▶ _What you need to do_
When you answer, give every record back exactly as written.

▶ _Extracted material_
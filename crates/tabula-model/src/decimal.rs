//! Exact-decimal text normalization.
//!
//! Spreadsheet packages store numbers as decimal text (possibly in
//! scientific notation). Ingested values must keep that exactness: a 20-digit
//! id column must not be rounded through an `f64`, and integral values must
//! not grow a spurious `.0`. Normalization therefore works on the digit
//! string directly and never parses to a float.

/// Normalize decimal text to plain form.
///
/// Accepts an optional sign, digits with at most one decimal point, and an
/// optional `e`/`E` exponent. Returns `None` when the input is not decimal
/// text (callers keep the raw string in that case). Output has no exponent,
/// no trailing fractional zeros, no leading integer zeros, and no sign on
/// zero.
///
/// ```
/// use tabula_model::normalize_decimal;
/// assert_eq!(normalize_decimal("1.23E5").as_deref(), Some("123000"));
/// assert_eq!(normalize_decimal("042.50").as_deref(), Some("42.5"));
/// assert_eq!(normalize_decimal("12345678901234567890").as_deref(), Some("12345678901234567890"));
/// assert_eq!(normalize_decimal("n/a"), None);
/// ```
pub fn normalize_decimal(raw: &str) -> Option<String> {
    let s = raw.trim();
    let bytes = s.as_bytes();
    let mut i = 0usize;

    let neg = match bytes.first() {
        Some(b'-') => {
            i = 1;
            true
        }
        Some(b'+') => {
            i = 1;
            false
        }
        _ => false,
    };

    let mut int_digits = String::new();
    let mut frac_digits = String::new();
    while i < bytes.len() && bytes[i].is_ascii_digit() {
        int_digits.push(bytes[i] as char);
        i += 1;
    }
    if i < bytes.len() && bytes[i] == b'.' {
        i += 1;
        while i < bytes.len() && bytes[i].is_ascii_digit() {
            frac_digits.push(bytes[i] as char);
            i += 1;
        }
    }
    if int_digits.is_empty() && frac_digits.is_empty() {
        return None;
    }

    let mut exp: i64 = 0;
    if i < bytes.len() && (bytes[i] == b'e' || bytes[i] == b'E') {
        i += 1;
        let exp_neg = match bytes.get(i) {
            Some(b'-') => {
                i += 1;
                true
            }
            Some(b'+') => {
                i += 1;
                false
            }
            _ => false,
        };
        let exp_start = i;
        while i < bytes.len() && bytes[i].is_ascii_digit() {
            i += 1;
        }
        if i == exp_start {
            return None;
        }
        exp = s[exp_start..i].parse().ok()?;
        if exp_neg {
            exp = -exp;
        }
    }
    if i != bytes.len() {
        return None;
    }
    // Anything a real producer writes fits well inside this; beyond it the
    // expansion would be absurd, so treat the input as non-numeric text.
    if !(-400..=400).contains(&exp) {
        return None;
    }

    let digits = format!("{int_digits}{frac_digits}");
    let point = int_digits.len() as i64 + exp;

    let mut out = String::new();
    if point <= 0 {
        out.push_str("0.");
        for _ in 0..(-point) {
            out.push('0');
        }
        out.push_str(&digits);
    } else if point as usize >= digits.len() {
        out.push_str(&digits);
        for _ in 0..(point as usize - digits.len()) {
            out.push('0');
        }
    } else {
        out.push_str(&digits[..point as usize]);
        out.push('.');
        out.push_str(&digits[point as usize..]);
    }

    if out.contains('.') {
        while out.ends_with('0') {
            out.pop();
        }
        if out.ends_with('.') {
            out.pop();
        }
    }

    let (int_part, frac_part) = match out.find('.') {
        Some(p) => (&out[..p], &out[p..]),
        None => (out.as_str(), ""),
    };
    let int_part = {
        let t = int_part.trim_start_matches('0');
        if t.is_empty() {
            "0"
        } else {
            t
        }
    };
    let normalized = format!("{int_part}{frac_part}");

    let is_zero = normalized.bytes().all(|b| b == b'0' || b == b'.');
    if neg && !is_zero {
        Some(format!("-{normalized}"))
    } else {
        Some(normalized)
    }
}

#[cfg(test)]
mod tests {
    use super::*;

    fn norm(s: &str) -> Option<String> {
        normalize_decimal(s)
    }

    #[test]
    fn plain_values_pass_through() {
        assert_eq!(norm("0").as_deref(), Some("0"));
        assert_eq!(norm("7").as_deref(), Some("7"));
        assert_eq!(norm("123.45").as_deref(), Some("123.45"));
        assert_eq!(norm("-3.5").as_deref(), Some("-3.5"));
    }

    #[test]
    fn integral_values_lose_spurious_fractions() {
        assert_eq!(norm("42.0").as_deref(), Some("42"));
        assert_eq!(norm("42.000").as_deref(), Some("42"));
        assert_eq!(norm("123.4500").as_deref(), Some("123.45"));
        assert_eq!(norm("5.").as_deref(), Some("5"));
        assert_eq!(norm(".5").as_deref(), Some("0.5"));
    }

    #[test]
    fn scientific_notation_expands() {
        assert_eq!(norm("1.23E5").as_deref(), Some("123000"));
        assert_eq!(norm("1.2345e2").as_deref(), Some("123.45"));
        assert_eq!(norm("1E-3").as_deref(), Some("0.001"));
        assert_eq!(norm("-2.5e3").as_deref(), Some("-2500"));
        assert_eq!(norm("9.99e0").as_deref(), Some("9.99"));
    }

    #[test]
    fn large_integers_keep_every_digit() {
        let id = "91550000123456789012";
        assert_eq!(norm(id).as_deref(), Some(id));
        assert_eq!(
            norm("1234567890123456789.00").as_deref(),
            Some("1234567890123456789")
        );
    }

    #[test]
    fn leading_zeros_and_signed_zero() {
        assert_eq!(norm("007").as_deref(), Some("7"));
        assert_eq!(norm("000.250").as_deref(), Some("0.25"));
        assert_eq!(norm("-0.0").as_deref(), Some("0"));
        assert_eq!(norm("+5").as_deref(), Some("5"));
    }

    #[test]
    fn non_numbers_are_rejected() {
        assert_eq!(norm(""), None);
        assert_eq!(norm("   "), None);
        assert_eq!(norm("abc"), None);
        assert_eq!(norm("1.2.3"), None);
        assert_eq!(norm("."), None);
        assert_eq!(norm("1e"), None);
        assert_eq!(norm("12 34"), None);
        assert_eq!(norm("1E99999"), None);
    }
}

▶ _Written answer_
filename crates/tabula-model/src/decimal.rs
//! Exact-decimal text normalization.
//!
//! Spreadsheet packages store numbers as decimal text (possibly in
//! scientific notation). Ingested values must keep that exactness: a 20-digit
//! id column must not be rounded through an `f64`, and integral values must
//! not grow a spurious `.0`. Normalization therefore works on the digit
//! string directly and never parses to a float.

/// Normalize decimal text to plain form.
///
/// Accepts an optional sign, digits with at most one decimal point, and an
/// optional `e`/`E` exponent. Returns `None` when the input is not decimal
/// text (callers keep the raw string in that case). Output has no exponent,
/// no trailing fractional zeros, no leading integer zeros, and no sign on
/// zero.
///
/// ```
/// use tabula_model::normalize_decimal;
/// assert_eq!(normalize_decimal("1.23E5").as_deref(), Some("123000"));
/// assert_eq!(normalize_decimal("042.50").as_deref(), Some("42.5"));
/// assert_eq!(normalize_decimal("12345678901234567890").as_deref(), Some("12345678901234567890"));
/// assert_eq!(normalize_decimal("n/a"), None);
/// ```
pub fn normalize_decimal(raw: &str) -> Option<String> {
    let s = raw.trim();
    let bytes = s.as_bytes();
    let mut i = 0usize;

    let neg = match bytes.first() {
        Some(b'-') => {
            i = 1;
            true
        }
        Some(b'+') => {
            i = 1;
            false
        }
        _ => false,
    };

    let mut int_digits = String::new();
    let mut frac_digits = String::new();
    while i < bytes.len() && bytes[i].is_ascii_digit() {
        int_digits.push(bytes[i] as char);
        i += 1;
    }
    if i < bytes.len() && bytes[i] == b'.' {
        i += 1;
        while i < bytes.len() && bytes[i].is_ascii_digit() {
            frac_digits.push(bytes[i] as char);
            i += 1;
        }
    }
    if int_digits.is_empty() && frac_digits.is_empty() {
        return None;
    }

    let mut exp: i64 = 0;
    if i < bytes.len() && (bytes[i] == b'e' || bytes[i] == b'E') {
        i += 1;
        let exp_neg = match bytes.get(i) {
            Some(b'-') => {
                i += 1;
                true
            }
            Some(b'+') => {
                i += 1;
                false
            }
            _ => false,
        };
        let exp_start = i;
        while i < bytes.len() && bytes[i].is_ascii_digit() {
            i += 1;
        }
        if i == exp_start {
            return None;
        }
        exp = s[exp_start..i].parse().ok()?;
        if exp_neg {
            exp = -exp;
        }
    }
    if i != bytes.len() {
        return None;
    }
    // Anything a real producer writes fits well inside this; beyond it the
    // expansion would be absurd, so treat the input as non-numeric text.
    if !(-400..=400).contains(&exp) {
        return None;
    }

    let digits = format!("{int_digits}{frac_digits}");
    let point = int_digits.len() as i64 + exp;

    let mut out = String::new();
    if point <= 0 {
        out.push_str("0.");
        for _ in 0..(-point) {
            out.push('0');
        }
        out.push_str(&digits);
    } else if point as usize >= digits.len() {
        out.push_str(&digits);
        for _ in 0..(point as usize - digits.len()) {
            out.push('0');
        }
    } else {
        out.push_str(&digits[..point as usize]);
        out.push('.');
        out.push_str(&digits[point as usize..]);
    }

    if out.contains('.') {
        while out.ends_with('0') {
            out.pop();
        }
        if out.ends_with('.') {
            out.pop();
        }
    }

    let (int_part, frac_part) = match out.find('.') {
        Some(p) => (&out[..p], &out[p..]),
        None => (out.as_str(), ""),
    };
    let int_part = {
        let t = int_part.trim_start_matches('0');
        if t.is_empty() {
            "0"
        } else {
            t
        }
    };
    let normalized = format!("{int_part}{frac_part}");

    let is_zero = normalized.bytes().all(|b| b == b'0' || b == b'.');
    if neg && !is_zero {
        Some(format!("-{normalized}"))
    } else {
        Some(normalized)
    }
}

#[cfg(test)]
mod tests {
    use super::*;

    fn norm(s: &str) -> Option<String> {
        normalize_decimal(s)
    }

    #[test]
    fn plain_values_pass_through() {
        assert_eq!(norm("0").as_deref(), Some("0"));
        assert_eq!(norm("7").as_deref(), Some("7"));
        assert_eq!(norm("123.45").as_deref(), Some("123.45"));
        assert_eq!(norm("-3.5").as_deref(), Some("-3.5"));
    }

    #[test]
    fn integral_values_lose_spurious_fractions() {
        assert_eq!(norm("42.0").as_deref(), Some("42"));
        assert_eq!(norm("42.000").as_deref(), Some("42"));
        assert_eq!(norm("123.4500").as_deref(), Some("123.45"));
        assert_eq!(norm("5.").as_deref(), Some("5"));
        assert_eq!(norm(".5").as_deref(), Some("0.5"));
    }

    #[test]
    fn scientific_notation_expands() {
        assert_eq!(norm("1.23E5").as_deref(), Some("123000"));
        assert_eq!(norm("1.2345e2").as_deref(), Some("123.45"));
        assert_eq!(norm("1E-3").as_deref(), Some("0.001"));
        assert_eq!(norm("-2.5e3").as_deref(), Some("-2500"));
        assert_eq!(norm("9.99e0").as_deref(), Some("9.99"));
    }

    #[test]
    fn large_integers_keep_every_digit() {
        let id = "91550000123456789012";
        assert_eq!(norm(id).as_deref(), Some(id));
        assert_eq!(
            norm("1234567890123456789.00").as_deref(),
            Some("1234567890123456789")
        );
    }

    #[test]
    fn leading_zeros_and_signed_zero() {
        assert_eq!(norm("007").as_deref(), Some("7"));
        assert_eq!(norm("000.250").as_deref(), Some("0.25"));
        assert_eq!(norm("-0.0").as_deref(), Some("0"));
        assert_eq!(norm("+5").as_deref(), Some("5"));
    }

    #[test]
    fn non_numbers_are_rejected() {
        assert_eq!(norm(""), None);
        assert_eq!(norm("   "), None);
        assert_eq!(norm("abc"), None);
        assert_eq!(norm("1.2.3"), None);
        assert_eq!(norm("."), None);
        assert_eq!(norm("1e"), None);
        assert_eq!(norm("12 34"), None);
        assert_eq!(norm("1E99999"), None);
    }
}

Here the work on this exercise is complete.